Similar to ```single_host_cpu```, it can provide all services individually, but supports extra hosts.

* Run in terminal:

```sh
$ docker-compose --profile central_with_inference_gpu up -d
```

#### **5. Central services without inference service, multiple hosts mode**

##### **5.1. Steps should be done in central host:**

This profile is to run only central services in host machine, without inference services. It doesn't function without any extra inference services with properly registered into Signaling service. Redis instance will be exposed to network, so other inference services on different hosts can be registered further.

* Run in terminal:

```sh
$ docker-compose --profile central up -d
```

##### **5.2. Steps should be done in other multiple inference hosts:**

* Clone this repo.
* Edit ```.env``` file, specify the central host's Redis server and InfluxDB server connection information with ```REDIS_HOST```, ```REDIS_PORT``` ```INFLUXDB_HOST```, ```INFLUXDB_PORT``` environment variables, as your central host's IP:

```
...
REDIS_HOST=ip_of_central_host # should be "redis" if single host configuration, e.g. 192.168.0.15 in distributed configuration
REDIS_PORT=port_of_central_host_redis_port # default is 6379
...
INFLUXDB_HOST=ip_of_central_host # should be "influxdb" if single host configuration, e.g. 192.168.0.15 in distributed configuration
INFLUXDB_PORT=port_of_central_host_influxdb_port # default is 8086
...

```

**For only CPU mode:**

* Run in terminal:

```sh
$ docker-compose --profile inference_cpu up -d
```

**For with GPU support mode:**

* Run in terminal:

```sh
$ docker-compose --profile inference_gpu up -d
```

#### **Common post-instructions for all alternative configurations:**

* Wait until Go and Python modules were installed and configured. This can take some time.
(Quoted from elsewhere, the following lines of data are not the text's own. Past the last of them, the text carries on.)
//! Temperature probe — one DS18B20 on the shared 1-Wire bus.
//!
//! Several probes share one [`TemperatureBus`]; each holds a reference to
//! the bus and its enumeration index.  Every read triggers a bus-wide
//! conversion and then fetches this probe's result, so the cost of a read
//! is a full bus transaction paid synchronously on the control loop.
//!
//! A failed bus transaction reports [`DISCONNECTED_C`] rather than an error
//! so the snapshot key set stays stable while a probe is unplugged.

use core::cell::RefCell;
use std::rc::Rc;

use log::warn;

use super::markup;
use super::{Capability, Element};
use crate::app::ports::TemperatureBus;
use crate::error::ElementError;

/// Sentinel reported for a probe that did not answer.
pub const DISCONNECTED_C: f32 = -127.0;

pub struct TemperatureProbe<B> {
    name: String,
    index: u8,
    bus: Rc<RefCell<B>>,
}

impl<B: TemperatureBus> TemperatureProbe<B> {
    pub fn new(bus: Rc<RefCell<B>>, index: u8) -> Self {
        Self {
            name: format!("temperature_{index}"),
            index,
            bus,
        }
    }
}

impl<B: TemperatureBus> Element for TemperatureProbe<B> {
    fn name(&self) -> &str {
        &self.name
    }

    fn capability(&self) -> Capability {
        Capability::SensedOnly
    }

    fn read_value(&mut self) -> Result<f32, ElementError> {
        let mut bus = self
            .bus
            .try_borrow_mut()
            .map_err(|_| ElementError::Hardware("temperature bus busy"))?;

        let result = bus
            .request_conversion()
            .and_then(|()| bus.read_celsius(self.index));

        match result {
            Ok(celsius) => Ok(celsius),
            Err(e) => {
                warn!("{}: bus read failed ({})", self.name, e);
                Ok(DISCONNECTED_C)
            }
        }
    }

    fn write_value(&mut self, _on: bool) -> Result<(), ElementError> {
        Err(ElementError::unsupported_write())
    }

    fn render(&self) -> String {
        let header = format!("DS18B20 #{}", self.index);
        markup::card(&header, "Temperature (°C)", &self.name, "")
    }
}
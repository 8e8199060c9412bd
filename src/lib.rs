//! SensorNode firmware library.
//!
//! Exposes the pure-logic modules for integration testing and external
//! inspection.  All ESP-IDF-specific code is guarded by
//! `#[cfg(target_os = "espidf")]` within each module.

#![deny(unused_must_use)]

pub mod app;
pub mod config;
pub mod dispatch;
pub mod element;
pub mod error;
pub mod events;
pub mod pins;
pub mod registry;
pub mod scheduler;
pub mod sessions;
pub mod sync;

// The ESP-IDF-only parts of these are guarded by cfg attributes inside;
// on the host they fall back to in-memory simulation.
pub mod adapters;
pub mod drivers;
You can check out the download status by:

```sh
$ docker-compose logs -f
```

* After waiting for enough time, open a web browser and visit http://localhost:9000 (Tested on Chrome)
* Also, to see monitoring metrics via Grafana, you can visit http://localhost:9000/grafana

### **Development Mode: VS Code Remote - Containers**

To continue with VS Code and if this is your first time to work with Remote Containers in VS Code, you can check out [this link](https://code.visualstudio.com/docs/remote/containers) to learn how Remote Containers work in VS Code and follow the installation steps of [Remote Development extension pack](https://marketplace.visualstudio.com/items?itemName=ms-vscode-remote.vscode-remote-extensionpack).

Then, follow these steps:

* Clone this repo to your local filesystem
* Due to VS Code hasn't support Docker Compose Profiles yet, we can't let VS Code trigger docker-compose via devcontainer.json file, you should call docker-compose manually as described above, in **Production Mode** chapter.
* Open the folder "distributed-inference" with VS Code by "Open Folder..." command. This opens the root folder of the project.
* Ensure correct service name written at ```service``` key at ```.devcontainer/devcontainer.json``` of particular service folder you want to debug.
* Press F1 and select **"Remote Containers: Open Folder in Container..."** then select one of folders in the root folder, not the root folder itself. You can select any of the services, which you want to develop.
* This command connects inside of distributed-inference-[your-selected-service] container for development and debugging purposes.
* Wait until the container configured, and related VS Code server extensions installed inside the container. This can take some time. VS Code can ask for some required installations, click "Install All" for these prompts.
* After completion of all installations, press F5 to start server application.

**Note:** Maybe you must kill existing running service processes by terminal.
* Then, you can keep track of other services with docker logs.
* Then, open a web browser and visit http://localhost:9000 (Tested on Chrome)

## **LICENSE**

Distributed Deep Learning Inference Pipeline project is licensed under the Apache License, Version 2.0. See [LICENSE](LICENSE) for the full license text.